Bullet path and damage
The point at which the bullet enters the body and the subsequent path taken by the bullet through the body may affect the degree to which an animal suffers and the degree of carcass contamination caused by bullet damage.
|Angles of Bullet Path||Minimising Suffering||Minimising Carcass Contamination|
|Broadside||The recommended shot as it presents the largest target area involving the heart and other vital structures in the chest.||The recommended shot as the bullet path through the body is unlikely to burst the stomach.|
|Frontal and frontal oblique||The diagrams overleaf illustrate that the target area decreases as the deer moves away from the broadside position. In addition, practitioners should be aware that target area appears smaller with distance and will require a greater degree of accuracy to position the shot.||The diagrams show that as shots become more angled from the broadside position the possibility of the bullet bursting the stomach and causing contamination and/or damaging the haunches or shoulder is significantly increased.

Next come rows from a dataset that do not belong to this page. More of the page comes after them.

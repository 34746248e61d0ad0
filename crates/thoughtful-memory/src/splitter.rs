//! Sentence/paragraph chunking for persona text.

/// Splits text into sentence-sized chunks.
///
/// A chunk ends after a terminator (`.`, `!`, `?`, `;` by default) that is
/// followed by whitespace or the end of a paragraph, and at every blank-line
/// paragraph break. Whitespace inside a chunk is collapsed to single spaces.
/// Pure and deterministic.
#[derive(Debug, Clone)]
pub struct TextSplitter {
    terminators: Vec<char>,
}

impl Default for TextSplitter {
    fn default() -> Self {
        Self {
            terminators: vec!['.', '!', '?', ';'],
        }
    }
}

impl TextSplitter {
    pub fn new() -> Self {
        Self::default()
    }

    /// Use a custom set of sentence terminators.
    pub fn with_terminators(terminators: impl IntoIterator<Item = char>) -> Self {
        Self {
            terminators: terminators.into_iter().collect(),
        }
    }

    pub fn split(&self, text: &str) -> Vec<String> {
        let mut chunks = Vec::new();
        for paragraph in paragraphs(text) {
            self.split_sentences(&paragraph, &mut chunks);
        }
        chunks
    }

    fn split_sentences(&self, paragraph: &str, out: &mut Vec<String>) {
        let mut current = String::new();
        let mut chars = paragraph.chars().peekable();
        while let Some(c) = chars.next() {
            current.push(c);
            let at_boundary = chars.peek().is_none_or(|next| next.is_whitespace());
            if self.terminators.contains(&c) && at_boundary {
                push_normalized(&current, out);
                current.clear();
            }
        }
        push_normalized(&current, out);
    }
}

/// Group lines into paragraphs separated by blank lines.
fn paragraphs(text: &str) -> Vec<String> {
    let mut out = Vec::new();
    let mut current: Vec<&str> = Vec::new();
    for line in text.lines() {
        if line.trim().is_empty() {
            if !current.is_empty() {
                out.push(current.join("\n"));
                current.clear();
            }
        } else {
            current.push(line);
        }
    }
    if !current.is_empty() {
        out.push(current.join("\n"));
    }
    out
}

fn push_normalized(chunk: &str, out: &mut Vec<String>) {
    let normalized = chunk.split_whitespace().collect::<Vec<_>>().join(" ");
    if !normalized.is_empty() {
        out.push(normalized);
    }
}

#[cfg(test)]
mod tests {
    use super::*;

    #[test]
    fn test_two_sentences() {
        let chunks = TextSplitter::new().split("Hello world. This is a test.");
        assert_eq!(chunks, vec!["Hello world.", "This is a test."]);
    }

    #[test]
    fn test_empty_input() {
        assert!(TextSplitter::new().split("").is_empty());
        assert!(TextSplitter::new().split("  \n\n \t").is_empty());
    }

    #[test]
    fn test_no_terminator_is_single_chunk() {
        let chunks = TextSplitter::new().split("  a persona   without punctuation ");
        assert_eq!(chunks, vec!["a persona without punctuation"]);
    }

    #[test]
    fn test_paragraph_breaks_split() {
        let text = "I grew up by the sea\n\n  I now live   in the mountains";
        let chunks = TextSplitter::new().split(text);
        assert_eq!(
            chunks,
            vec!["I grew up by the sea", "I now live in the mountains"]
        );
    }

    #[test]
    fn test_single_newline_does_not_split() {
        let chunks = TextSplitter::new().split("A line\ncontinues here.");
        assert_eq!(chunks, vec!["A line continues here."]);
    }

    #[test]
    fn test_mixed_terminators() {
        let chunks = TextSplitter::new().split("Really? Yes! I think so; maybe.");
        assert_eq!(chunks, vec!["Really?", "Yes!", "I think so;", "maybe."]);
    }

    #[test]
    fn test_terminator_inside_token_does_not_split() {
        let chunks = TextSplitter::new().split("Version 2.5 shipped. Nice.");
        assert_eq!(chunks, vec!["Version 2.5 shipped.", "Nice."]);
    }

    #[test]
    fn test_custom_terminators() {
        let chunks = TextSplitter::with_terminators(['.']).split("One; two. Three");
        assert_eq!(chunks, vec!["One; two.", "Three"]);
    }

    #[test]
    fn test_deterministic() {
        let text = "Alpha. Beta!\n\nGamma?";
        let splitter = TextSplitter::new();
        assert_eq!(splitter.split(text), splitter.split(text));
    }
}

There is no substantial difference in right or left fronal oblique shots.|
|Left / right rear oblique shots||Left and right posterior oblique shots are not identical. Right rear oblique shots may pass through the liver before entering the chest. This causes substantial liver damage and extensive haemorrhage.||Left and right posterior oblique shots are not identical. The rumen occupies a large area on the left side of the abdomen and this influences the angle at which the target area in the chest can be approached. It is likely that the bullet will burst the stomach as shots become more angled from the rear, particularly with left rear oblique shots. In addition, the greater the angle of the shot, the greater the risk of bullet damage to the haunches.|
|Shots uphill or downhill||Shooting deer from above or below will have an effect on the direction of the bullet path through the body. Consideration must be given to the point of aim on the deer to ensure that the angled bullet path causes fatal damage to the main organs in the target area (see illustration to above).||
The bullet path of a broadside shot from above or below is unlikely to burst the stomach. Shots taken from above or
below but at an oblique angle, however,
will be subject to the same considerations as above for horizontal oblique shots.